Afghan Aid Under the Microscope
Senate Foreign Relations Committee Report Assesses U.S. Aid to Afghanistan
SOURCE: AP/J. Scott Applewhite
The Senate Foreign Relations Committee issued a very thoughtful report Wednesday looking at U.S. assistance to Afghanistan just as the Obama administration fiercely debates the speed with which to draw down troops in Afghanistan and a growing bipartisan chorus of members of Congress thinks U.S. involvement in Afghanistan needs to be rethought with the death of Osama bin Laden. (My colleagues Caroline Wadhams and Colin Cookman are releasing a brief shortly on issues related to the drawdown debate.)
The Senate report called for our aid to Afghanistan to be far more sustainable, while questioning whether many of the programs the United States has conducted under the broad banner of “stabilization” have actually made Afghanistan more stable or secure. Its findings are consistent with many of the themes we here at CAP have been stressing for some time.
Afghanistan aid is a major U.S. investment, one of our highest foreign policy priorities, and how the money is spent matters. The State Department, USAID, and the Department of Defense have spent more than $51 billion aiding Afghanistan since 2002, or more than $472 million a month. Some 97 percent of Afghanistan’s GDP currently comes from spending related to the international military and donor presence.
The report, prepared after two years of staff work by the committee, poses all the right questions. The authors recognize the importance of development programs and correctly praise the administration for completely overhauling the development strategy in 2009 after recognizing that the approach taken by the previous administration just was not working. USAID has also put tighter controls in place over contractors and established clearer ways to measure if programs are achieving their desired impact.
Yet the report also challenges some of the key underpinnings of how development assistance has been used as part of our counterinsurgency strategy in Afghanistan. Citing a Tufts University field study, the report notes that many diplomatic and military leaders assume poverty and the limited presence of the Afghan government are the key drivers fueling the insurgency, when in fact the lack of security and poor governance are of greater concern to local citizens.
The distinction makes a huge difference in how programs are designed. Instead of pouring money into rapidly disbursing aid programs at the local level over the last decade that have often proven unsustainable, we likely would have been better served by putting institution building first and acknowledging that Afghan President Hamid Karzai’s government was weak, corrupt, and not particularly reform minded.

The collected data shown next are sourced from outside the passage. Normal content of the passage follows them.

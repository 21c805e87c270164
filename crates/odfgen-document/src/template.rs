//! Placeholder template engine.
//!
//! Supports placeholders like:
//! - `${title}` - Top-level data member
//! - `${customer.name}` - Nested object member
//! - `${lines.0.amount}` - Array element by index
//! - `${resource:images/logo.png}` - Absolute path of a file under the job's working directory
//!
//! Substituted values are XML-escaped.

use async_trait::async_trait;
use odfgen_core::document::{Document, PartKind, TemplateEngine};
use odfgen_core::{Error, Result};
use regex::Regex;
use serde_json::Value;
use std::path::Path;
use std::sync::LazyLock;

// Regex for matching ${...} placeholders
static PLACEHOLDER_REGEX: LazyLock<Regex> = LazyLock::new(|| {
    Regex::new(
        r"\$\{(?:resource:([^}]+)|([a-zA-Z_][a-zA-Z0-9_]*(?:\.[a-zA-Z0-9_]+)*))\}",
    )
    .unwrap()
});

/// Parts a template is rendered into.
const RENDERED_PARTS: [PartKind; 2] = [PartKind::Content, PartKind::Styles];

/// Template engine substituting `${...}` placeholders from job data.
#[derive(Debug, Clone, Default)]
pub struct PlaceholderEngine {
    strict: bool,
}

impl PlaceholderEngine {
    pub fn new() -> Self {
        Self::default()
    }

    /// Fail on placeholders the data cannot satisfy instead of leaving them.
    pub fn strict() -> Self {
        Self { strict: true }
    }

    /// Interpolate all placeholders in a string.
    pub fn interpolate(&self, input: &str, data: &Value, working_dir: &Path) -> Result<String> {
        let mut output = String::with_capacity(input.len());
        let mut last = 0;

        for caps in PLACEHOLDER_REGEX.captures_iter(input) {
            let Some(whole) = caps.get(0) else {
                continue;
            };
            output.push_str(&input[last..whole.start()]);

            if let Some(resource) = caps.get(1) {
                output.push_str(&escape_xml(&resolve_resource(
                    working_dir,
                    resource.as_str(),
                )?));
            } else if let Some(path) = caps.get(2) {
                match lookup(data, path.as_str()) {
                    Some(value) => output.push_str(&escape_xml(&value)),
                    None if self.strict => {
                        return Err(Error::Render(format!(
                            "no value for placeholder {}",
                            whole.as_str()
                        )));
                    }
                    None => output.push_str(whole.as_str()),
                }
            }

            last = whole.end();
        }

        output.push_str(&input[last..]);
        Ok(output)
    }
}

#[async_trait]
impl TemplateEngine for PlaceholderEngine {
    async fn render(&self, document: &mut Document, data: &Value, working_dir: &Path) -> Result<()> {
        for kind in RENDERED_PARTS {
            let part = document.get_part_mut(kind).ok_or_else(|| {
                Error::Format(format!("part not found: {}", kind.member_path()))
            })?;
            part.markup = self
                .interpolate(&part.markup, data, working_dir)
                .map_err(|e| match e {
                    Error::Render(message) => {
                        Error::Render(format!("{}: {}", kind.member_path(), message))
                    }
                    other => other,
                })?;
        }
        Ok(())
    }
}

/// Resolve a dotted path to a scalar rendered as text.
fn lookup(data: &Value, path: &str) -> Option<String> {
    let mut current = data;
    for segment in path.split('.') {
        current = match current {
            Value::Object(map) => map.get(segment)?,
            Value::Array(items) => items.get(segment.parse::<usize>().ok()?)?,
            _ => return None,
        };
    }

    match current {
        Value::String(s) => Some(s.clone()),
        Value::Number(n) => Some(n.to_string()),
        Value::Bool(b) => Some(b.to_string()),
        Value::Null => Some(String::new()),
        Value::Array(_) | Value::Object(_) => None,
    }
}

fn resolve_resource(working_dir: &Path, relative: &str) -> Result<String> {
    let path = working_dir.join(relative.trim());
    if !path.exists() {
        return Err(Error::Render(format!(
            "resource not found: {}",
            path.display()
        )));
    }
    Ok(path.to_string_lossy().to_string())
}

fn escape_xml(input: &str) -> String {
    let mut escaped = String::with_capacity(input.len());
    for c in input.chars() {
        match c {
            '&' => escaped.push_str("&amp;"),
            '<' => escaped.push_str("&lt;"),
            '>' => escaped.push_str("&gt;"),
            '"' => escaped.push_str("&quot;"),
            '\'' => escaped.push_str("&apos;"),
            _ => escaped.push(c),
        }
    }
    escaped
}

President George W. Bush was eager to give President Karzai a pass for much of his misbehavior because he viewed him as a key strategic ally, but the weakness and rot of many Afghan institutions have made it all that much harder to achieve both our development and security objectives.
Simply put, we can spend all the development funds in the world and it will not substitute for an actual functioning Afghan government.
The report also notes that more and more decision making on development issues in Afghanistan has been placed in the hands of diplomats and military officers rather than development and postconflict experts. This helps underscore why there continues to be too much emphasis on spending money fast rather than spending money effectively.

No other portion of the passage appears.